In the summer of 2011 I wrote a post for Rhizome’s blog called “It’s Only Humanist,” about the popularity of images of classical sculpture in digital art—a trend that notoriously went mainstream in the fall of 2012, when the visuals of Rihanna’s appearance on Saturday Night Live mixed ionic columns and marble busts with palm trees and Photoshop gradients. “It’s Only Humanist” was inspired by Sterling Crispin’s Tumblr Greek New Media Shit, and also included discussions of works by Nick DeMarco & Nicolas Colon, Oliver Laric, and Aids-3D, with a couple of visual examples from Frank Eickhoff and Sara Ludy; I wanted to consider references to classical imagery across a range of works, with sculpture and installation as well as the software etudes posted to Tumblr. The point I tried to make in the post was that the use of this imagery—and the way it was undermined with software editing effects—suggested doubt or skepticism about the integrity of the human subject within technological networks.
About a year after “It’s Only Humanist” was published Tom Moody wrote a series of posts on his own blog mocking “my” idea that the artworks mentioned in the post continued a tradition of humanist art by appropriating its imagery. That is, of course, a ridiculous idea, and I didn’t write anything of the sort. Perhaps I’m partly to blame for Moody’s misunderstanding because I wasn’t explicit enough; I didn’t want to say outright that these artists ere anti-humanist or “pro-machine.” I wanted to respect the ambivalence of the works, some of which seemed melancholy or nostalgic about the loss of an ideal while simultaneously treating it with humor. (A lack of one-sided clarity is a chronic problem of art writing, because art thrives on ambivalence, and the description of ambiguity often produces bad writing.) But the main problem, I think, was that Moody mistook my post’s title as a literal description of the works I discussed—when it was a joke aligned with the light attitude of the artists toward their source material—and wrote his posts on the basis of that mistake.
The funny thing is that when I wrote the post I had no particular interest in humanism—Joanne McNeil, who was the editor of Rhizome at the time, was interested in the Greek New Media Shit trend and asked me to write about it—but now it’s become the subject of my dissertation. I’m writing about what happens to humanism in the twentieth century when thinkers feel the need to define the human against (or by) the machine. My central case study is Soviet culture of the 1930s, when vitalism resurged as a reaction to rapid industrialization and avant-garde metaphors of man as machine, but I also want to look at the emergence of anti-humanist philosophy in Western Europe in the 1930s, and try to offer some ideas about what humanism is or can be today. I don’t think the humanisms of the Renaissance or the Enlightenment, with their idealization of the individual (male, European) subject using reason as tool to master the world, are viable or interesting now (and this was a problem in the Soviet situation: the disconnect between the neoclassical values that official culture promoted and the values it needed to build a new kind of state; I’m interested in the weird hybrid values in the artworks that this situation produced).
I’m not planning to say much about contemporary art in my dissertation.
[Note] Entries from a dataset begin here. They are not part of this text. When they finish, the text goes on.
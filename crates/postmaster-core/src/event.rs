//! Detection events and the subscriber wire format.
//!
//! A [`DetectionEvent`] is produced once per detected code and passed to every
//! registered listener.  The WebSocket broadcaster turns it into a
//! [`WireMessage`], the JSON document the browser extension understands:
//!
//! ```json
//! { "code": "mfa_code", "payload": { "mfa_code": { "code": "481243" } } }
//! ```

use serde::{Deserialize, Serialize};

/// The `code` discriminator used for one-time code messages.
pub const MFA_CODE_KIND: &str = "mfa_code";

/// Where a detected code came from.
#[derive(Debug, Clone, PartialEq, Eq)]
pub enum DetectionSource {
    /// Decoded from a message-store row.
    Store {
        /// GUID of the row the code was extracted from.
        guid: String,
    },
    /// Generated on demand (debug trigger) without touching the store.
    Synthetic,
}

/// A single detected code.
///
/// Identical codes detected in different poll cycles are distinct events;
/// nothing de-duplicates across polls.
#[derive(Debug, Clone, PartialEq, Eq)]
pub struct DetectionEvent {
    /// The sanitised code.
    pub code: String,
    /// Origin of the code, used for logging only.
    pub source: DetectionSource,
}

impl DetectionEvent {
    /// Creates an event for a code extracted from the row identified by `guid`.
    pub fn from_store(code: impl Into<String>, guid: impl Into<String>) -> Self {
        Self {
            code: code.into(),
            source: DetectionSource::Store { guid: guid.into() },
        }
    }

    /// Creates an event for a caller-supplied code.
    pub fn synthetic(code: impl Into<String>) -> Self {
        Self {
            code: code.into(),
            source: DetectionSource::Synthetic,
        }
    }
}

// ── Wire format ───────────────────────────────────────────────────────────────

/// JSON document written to every WebSocket subscriber.
#[derive(Debug, Clone, PartialEq, Eq, Serialize, Deserialize)]
pub struct WireMessage {
    /// Message kind; always [`MFA_CODE_KIND`] today.
    pub code: String,
    pub payload: WirePayload,
}

#[derive(Debug, Clone, PartialEq, Eq, Serialize, Deserialize)]
pub struct WirePayload {
    pub mfa_code: WireMfaCode,
}

#[derive(Debug, Clone, PartialEq, Eq, Serialize, Deserialize)]
pub struct WireMfaCode {
    pub code: String,
}

impl WireMessage {
    /// Builds the `mfa_code` message for `code`.
    pub fn mfa_code(code: impl Into<String>) -> Self {
        Self {
            code: MFA_CODE_KIND.to_string(),
            payload: WirePayload {
                mfa_code: WireMfaCode { code: code.into() },
            },
        }
    }

    /// Serializes the message to its JSON text form.
    ///
    /// # Errors
    ///
    /// Returns the underlying `serde_json` error; this cannot happen for the
    /// plain string fields used here, but the signature keeps callers honest.
    pub fn to_json(&self) -> Result<String, serde_json::Error> {
        serde_json::to_string(self)
    }
}

impl From<&DetectionEvent> for WireMessage {
    fn from(event: &DetectionEvent) -> Self {
        Self::mfa_code(event.code.clone())
    }
}

// ── Tests ─────────────────────────────────────────────────────────────────────

#[cfg(test)]
mod tests {
    use super::*;

    #[test]
    fn test_wire_message_matches_extension_format() {
        // Arrange
        let msg = WireMessage::mfa_code("481243");

        // Act
        let json: serde_json::Value = serde_json::from_str(&msg.to_json().unwrap()).unwrap();

        // Assert
        assert_eq!(
            json,
            serde_json::json!({
                "code": "mfa_code",
                "payload": { "mfa_code": { "code": "481243" } }
            })
        );
    }

    #[test]
    fn test_wire_message_from_event_carries_code_only() {
        let event = DetectionEvent::from_store("214576", "guid-1");
        let msg = WireMessage::from(&event);
        assert_eq!(msg, WireMessage::mfa_code("214576"));
        assert!(!msg.to_json().unwrap().contains("guid-1"));
    }

    #[test]
    fn test_from_store_records_guid() {
        let event = DetectionEvent::from_store("1808", "abc");
        assert_eq!(
            event.source,
            DetectionSource::Store {
                guid: "abc".to_string()
            }
        );
    }

    #[test]
    fn test_synthetic_event_source() {
        let event = DetectionEvent::synthetic("000000");
        assert_eq!(event.source, DetectionSource::Synthetic);
        assert_eq!(event.code, "000000");
    }
}
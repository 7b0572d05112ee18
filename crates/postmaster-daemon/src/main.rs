//! Postmaster daemon: entry point.
//!
//! Watches the local Messages database for incoming SMS messages, pulls the
//! one-time code out of each one, and pushes it to every connected WebSocket
//! subscriber (typically a browser extension that fills in the code).
//!
//! # Usage
//!
//! ```text
//! postmaster [OPTIONS]
//!
//! Options:
//!   --config <PATH>        Config file [default: platform config dir]
//!   --database <PATH>      Messages database [default: ~/Library/Messages/chat.db]
//!   --bind <IP>            Subscriber listener address [default: 0.0.0.0]
//!   --port <PORT>          Subscriber listener port [default: 3500]
//!   --debug-every <SECS>   Dispatch a random code every SECS seconds
//! ```
//!
//! # Precedence
//!
//! Command-line flags beat environment variables, which beat the config file,
//! which beats the built-in defaults.
//!
//! | Variable                  | Flag              |
//! |---------------------------|-------------------|
//! | `POSTMASTER_CONFIG`       | `--config`        |
//! | `POSTMASTER_DATABASE`     | `--database`      |
//! | `POSTMASTER_BIND`         | `--bind`          |
//! | `POSTMASTER_PORT`         | `--port`          |
//! | `POSTMASTER_DEBUG_EVERY`  | `--debug-every`   |
//!
//! Log verbosity comes from `RUST_LOG` when set, otherwise from `log_level`
//! in the config file.

use std::path::PathBuf;
use std::sync::{
    atomic::{AtomicBool, Ordering},
    Arc,
};
use std::time::Duration;

use anyhow::Context;
use clap::Parser;
use tracing::info;
use tracing_subscriber::EnvFilter;

use postmaster_daemon::app::App;
use postmaster_daemon::domain::DaemonSettings;
use postmaster_daemon::infrastructure::config_file::{load_config, DaemonConfig};

// ── CLI argument definitions ──────────────────────────────────────────────────

/// Detects one-time codes in incoming SMS messages and broadcasts them.
#[derive(Debug, Parser)]
#[command(
    name = "postmaster",
    about = "Detects one-time codes in incoming SMS messages and broadcasts them over WebSocket",
    version
)]
struct Cli {
    /// Path to a TOML config file.
    ///
    /// When omitted, the platform config directory is searched and a missing
    /// file means "use defaults".
    #[arg(long, env = "POSTMASTER_CONFIG")]
    config: Option<PathBuf>,

    /// Path to the Messages SQLite database.
    #[arg(long, env = "POSTMASTER_DATABASE")]
    database: Option<PathBuf>,

    /// IP address the subscriber listener binds to.
    ///
    /// Use `127.0.0.1` to accept only local subscribers.
    #[arg(long, env = "POSTMASTER_BIND")]
    bind: Option<String>,

    /// TCP port the subscriber listener binds to.
    #[arg(long, env = "POSTMASTER_PORT")]
    port: Option<u16>,

    /// Dispatch a random six-digit code every SECS seconds (for testing
    /// subscribers without receiving real messages).
    #[arg(
        long,
        value_name = "SECS",
        env = "POSTMASTER_DEBUG_EVERY",
        value_parser = clap::value_parser!(u64).range(1..)
    )]
    debug_every: Option<u64>,
}

impl Cli {
    /// Layers the CLI overrides on top of `config`.
    fn apply_to(&self, config: &mut DaemonConfig) {
        if let Some(database) = &self.database {
            config.monitor.database_path = database.clone();
        }
        if let Some(bind) = &self.bind {
            config.broadcaster.bind_address = bind.clone();
        }
        if let Some(port) = self.port {
            config.broadcaster.port = port;
        }
    }

    /// Converts the config file plus CLI overrides into runtime settings.
    ///
    /// # Errors
    ///
    /// Returns an error if the resulting bind address is not a valid IP.
    fn into_settings(self, mut config: DaemonConfig) -> anyhow::Result<DaemonSettings> {
        self.apply_to(&mut config);
        let mut settings = config
            .into_settings()
            .context("invalid configuration")?;
        settings.debug_every = self.debug_every.map(Duration::from_secs);
        Ok(settings)
    }
}

// ── Entry point ───────────────────────────────────────────────────────────────

#[tokio::main]
async fn main() -> anyhow::Result<()> {
    let cli = Cli::parse();

    // The config file is read before logging starts because it carries the
    // default log level.
    let config = load_config(cli.config.as_deref()).context("failed to load configuration")?;

    tracing_subscriber::fmt()
        .with_env_filter(
            EnvFilter::try_from_default_env()
                .unwrap_or_else(|_| EnvFilter::new(&config.log_level)),
        )
        .init();

    let settings = cli.into_settings(config)?;

    info!(
        "postmaster starting: database={}, subscribers=ws://{}{}",
        settings.monitor.database_path.display(),
        settings.broadcaster.bind_addr,
        settings.broadcaster.path
    );

    // ── Graceful shutdown flag ─────────────────────────────────────────────────
    let running = Arc::new(AtomicBool::new(true));
    let running_clone = Arc::clone(&running);

    tokio::spawn(async move {
        match tokio::signal::ctrl_c().await {
            Ok(()) => {
                info!("received Ctrl+C; shutting down");
                running_clone.store(false, Ordering::Relaxed);
            }
            Err(e) => {
                tracing::error!("failed to listen for Ctrl+C signal: {e}");
            }
        }
    });

    let app = App::new(settings, running)?;
    let latest = app.latest_code();

    app.run().await?;

    match latest.latest() {
        Some(code) => info!("postmaster stopped; last code was {}", code.code),
        None => info!("postmaster stopped; no codes detected"),
    }
    Ok(())
}

// ── Tests ─────────────────────────────────────────────────────────────────────
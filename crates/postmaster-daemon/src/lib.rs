//! postmaster-daemon library crate.
//!
//! This crate turns the local Messages database into a stream of detected
//! one-time codes and pushes every code to WebSocket subscribers (the browser
//! extension) and to in-process listeners.
//!
//! # Architecture (clean architecture)
//!
//! ```text
//! Messages chat.db (SQLite)
//!         ↓  poll
//! [postmaster-daemon]
//!   ├── domain/           Settings, RawRow, listener traits
//!   ├── application/      MessageMonitor state machine, Dispatcher, listeners
//!   ├── infrastructure/
//!   │     ├── sqlite_store/  Read-only message store (rusqlite)
//!   │     ├── broadcaster/   WebSocket fan-out (tokio-tungstenite)
//!   │     ├── sleeper/       Shutdown-aware sleeping for the monitor thread
//!   │     └── config_file/   TOML configuration on disk
//!   └── app               Wires everything together; start/stop lifecycle
//!         ↓  JSON over WebSocket
//! Browser extension
//! ```
//!
//! # Layer rules
//!
//! - `domain` has no I/O and no async.
//! - `application` depends on `domain` and `postmaster-core` only; the store
//!   and the clock are reached through traits.
//! - `infrastructure` implements those traits with SQLite, tokio and
//!   tungstenite.

/// Domain layer: plain types and listener traits (no I/O).
pub mod domain;

/// Application layer: the polling monitor and detection dispatch.
pub mod application;

/// Infrastructure layer: SQLite store, WebSocket broadcaster, config file.
pub mod infrastructure;

/// Lifecycle object that owns and runs all components.
pub mod app;
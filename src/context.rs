use crate::dispatch::RequestHandler;
use parking_lot::RwLock;
use std::any::Any;
use std::collections::HashMap;
use std::sync::Arc;

/// The live application context: the composition root's registry of named
/// singletons. Handler beans live in their own typed map so route dispatch
/// can resolve them without downcasting; everything else goes through the
/// value map.
///
/// There are no process-wide statics; one `AppContext` is created at
/// startup and handed by `Arc` to every component that needs it.
#[derive(Default)]
pub struct AppContext {
    handlers: RwLock<HashMap<String, Arc<dyn RequestHandler>>>,
    values: RwLock<HashMap<String, Arc<dyn Any + Send + Sync>>>,
}

impl AppContext {
    pub fn new() -> Self {
        Self::default()
    }

    /// Register a handler bean under a name. Replaces any previous bean with
    /// the same name.
    pub fn register_handler(&self, name: impl Into<String>, handler: Arc<dyn RequestHandler>) {
        let name = name.into();
        log::debug!("registering handler bean '{}'", name);
        self.handlers.write().insert(name, handler);
    }

    /// Resolve a handler bean by name.
    pub fn handler(&self, name: &str) -> Option<Arc<dyn RequestHandler>> {
        self.handlers.read().get(name).cloned()
    }

    pub fn handler_names(&self) -> Vec<String> {
        let mut names: Vec<String> = self.handlers.read().keys().cloned().collect();
        names.sort();
        names
    }

    /// Register an arbitrary singleton under a name.
    pub fn insert_value<T: Any + Send + Sync>(&self, name: impl Into<String>, value: T) {
        self.values.write().insert(name.into(), Arc::new(value));
    }

    /// Resolve a singleton by name and concrete type.
    pub fn value<T: Any + Send + Sync>(&self, name: &str) -> Option<Arc<T>> {
        let value = self.values.read().get(name).cloned()?;
        value.downcast::<T>().ok()
    }
}

#[cfg(test)]
mod tests {
    use super::*;
    use crate::dispatch::{HandlerRequest, HandlerResponse};
    use async_trait::async_trait;

    struct NullHandler;

    #[async_trait]
    impl RequestHandler for NullHandler {
        async fn call(
            &self,
            _operation: &str,
            _request: HandlerRequest,
        ) -> anyhow::Result<HandlerResponse> {
            Ok(HandlerResponse::ok(serde_json::Value::Null))
        }
    }

    #[test]
    fn test_handler_registration_and_lookup() {
        let ctx = AppContext::new();
        assert!(ctx.handler("echo").is_none());

        ctx.register_handler("echo", Arc::new(NullHandler));
        assert!(ctx.handler("echo").is_some());
        assert_eq!(ctx.handler_names(), vec!["echo".to_string()]);
    }

    #[test]
    fn test_value_round_trip_with_type() {
        let ctx = AppContext::new();
        ctx.insert_value("answer", 42u32);

        assert_eq!(ctx.value::<u32>("answer").as_deref(), Some(&42));
        assert!(ctx.value::<String>("answer").is_none());
        assert!(ctx.value::<u32>("missing").is_none());
    }
}
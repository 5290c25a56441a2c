use crate::dispatch::{lookup, HandlerRequest, RouteTable};
use crate::model::HttpMethod;
use axum::extract::{Request, State};
use axum::http::StatusCode;
use axum::response::{IntoResponse, Json, Response};
use serde::Serialize;
use serde_json::Value;
use std::sync::Arc;

/// Largest request body the dispatch path will buffer.
const MAX_BODY_BYTES: usize = 2 * 1024 * 1024;

/// Shared serving state: the two live route tables. Built-in discovery owns
/// the first; the reload engine's additive table is consulted second.
pub struct ServeState {
    pub builtin_routes: Arc<dyn RouteTable>,
    pub dynamic_routes: Arc<dyn RouteTable>,
}

pub type AppState = Arc<ServeState>;

/// Simple health check endpoint
#[derive(Debug, Serialize)]
pub struct HealthResponse {
    pub status: String,
    pub timestamp: String,
}

pub async fn health_check() -> Json<HealthResponse> {
    Json(HealthResponse {
        status: "healthy".to_string(),
        timestamp: chrono::Utc::now().to_rfc3339(),
    })
}

#[derive(Debug, Serialize)]
pub struct ErrorResponse {
    pub error: String,
}

impl ErrorResponse {
    pub fn new(error: &str) -> Self {
        Self {
            error: error.to_string(),
        }
    }
}

/// Route every request not handled by a fixed route through the live route
/// tables and into the resolved handler bean.
pub async fn dispatch(State(state): State<AppState>, req: Request) -> Response {
    let Some(method) = HttpMethod::parse(req.method().as_str()) else {
        return (
            StatusCode::METHOD_NOT_ALLOWED,
            Json(ErrorResponse::new("unsupported method")),
        )
            .into_response();
    };
    let path = req.uri().path().to_string();
    let query = req.uri().query().map(|q| q.to_string());

    let hit = lookup(&state.builtin_routes.snapshot(), method, &path)
        .or_else(|| lookup(&state.dynamic_routes.snapshot(), method, &path));
    let Some((entry, params)) = hit else {
        return (
            StatusCode::NOT_FOUND,
            Json(ErrorResponse::new("no route matches the request")),
        )
            .into_response();
    };

    let bytes = match axum::body::to_bytes(req.into_body(), MAX_BODY_BYTES).await {
        Ok(bytes) => bytes,
        Err(e) => {
            return (
                StatusCode::BAD_REQUEST,
                Json(ErrorResponse::new(&format!("unreadable body: {e}"))),
            )
                .into_response();
        }
    };
    let body = if bytes.is_empty() {
        Value::Null
    } else {
        match serde_json::from_slice(&bytes) {
            Ok(value) => value,
            Err(_) => Value::String(String::from_utf8_lossy(&bytes).into_owned()),
        }
    };

    let request = HandlerRequest {
        method,
        path: path.clone(),
        params,
        query,
        body,
    };
    match entry.handler.call(&entry.operation, request).await {
        Ok(response) => {
            let status =
                StatusCode::from_u16(response.status).unwrap_or(StatusCode::INTERNAL_SERVER_ERROR);
            (status, Json(response.body)).into_response()
        }
        Err(e) => {
            log::error!(
                "handler for {} {} (module '{}') failed: {:#}",
                method,
                path,
                entry.module,
                e
            );
            (
                StatusCode::INTERNAL_SERVER_ERROR,
                Json(ErrorResponse::new(&e.to_string())),
            )
                .into_response()
        }
    }
}
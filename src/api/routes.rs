use axum::{routing::get, Router};
use tower_http::trace::TraceLayer;

use crate::api::handlers::{self, AppState};

pub fn create_router() -> Router<AppState> {
    Router::new()
        // Health check
        .route("/health", get(handlers::health_check))
        // Everything else goes through the live route tables
        .fallback(handlers::dispatch)
        .layer(TraceLayer::new_for_http())
}
pub mod discovery;
pub mod loader;
pub mod pipeline;
pub mod roots;
pub mod swap;
pub mod watch;

pub use discovery::{BuiltinDiscovery, DiscoveryReport};
pub use loader::{LoadError, LoaderBridge, ModuleLoader};
pub use pipeline::ReloadEngine;
pub use roots::{PendingModule, RootRegistry, WatchedRoot};
pub use swap::{SwapHandle, SwapRegistry, VersionSwapRegistry};
pub use watch::{ArtifactWatcher, WatchError};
I think it’s too recent and unsettled to be an object of scholarship. But in my life outside grad school—in my work as a critic and curator—I’m looking at art that embodies these alternative humanisms, work that sees social media and other networks as potential means of expression for a common subjectivity and explores irrationality, abjection, queerness, affect, and other things that humans can do or have and machines can’t, the things that become important when omnipresent technology functions as a prosthesis for reason and calculation—the faculties most prized by the classical humanist subject. Some examples: Jesse Darling’s formless, ongoing online presence/work that ignores distinctions of public and private experience, or of bodies and work; Ann Hirsch’s treatment of networks as means of magnifying and refracting private desires and opening them up into real connections; Body by Body’s fantasies of physical transformation and degradation that identify bodies with digital media. These are all artists I’ve commissioned for Klaus_eBooks, a series of ebooks I’m organizing. What interests me about ebooks is how the device acquires power over the book; the book is formless, and only temporarily occupies the device’s screen. I see this as roughly analogous to how Facebook leeches power from its users over their self-presentation, or, more broadly, how power has passed from individual subjects to corporate ones in governments around the world. (These assertions are contentious and sketchy, I know; I’ll write more about them later.) The dissolution of the book’s objecthood appears as a companion to the dissolution of liberal subjecthood—and identification with the ebook’s mode of being offers a possible path toward a common subjectivity that defines the human against systems of power. Greek New Media Shit casts doubts on the integrity of the human subject by undermining the imagery of classical sculpture with glitchy pixel decay, or by decentering it amid a network’s web, or by coloring it with the giddy extremes of the Photoshop palette. In other words, it suggests a breakdown of the ideals of classical humanism by cluttering their aesthetic embodiments with a bunch of digital junk. The kind of humanism I’m interested finds the human—or something like it—within that junk.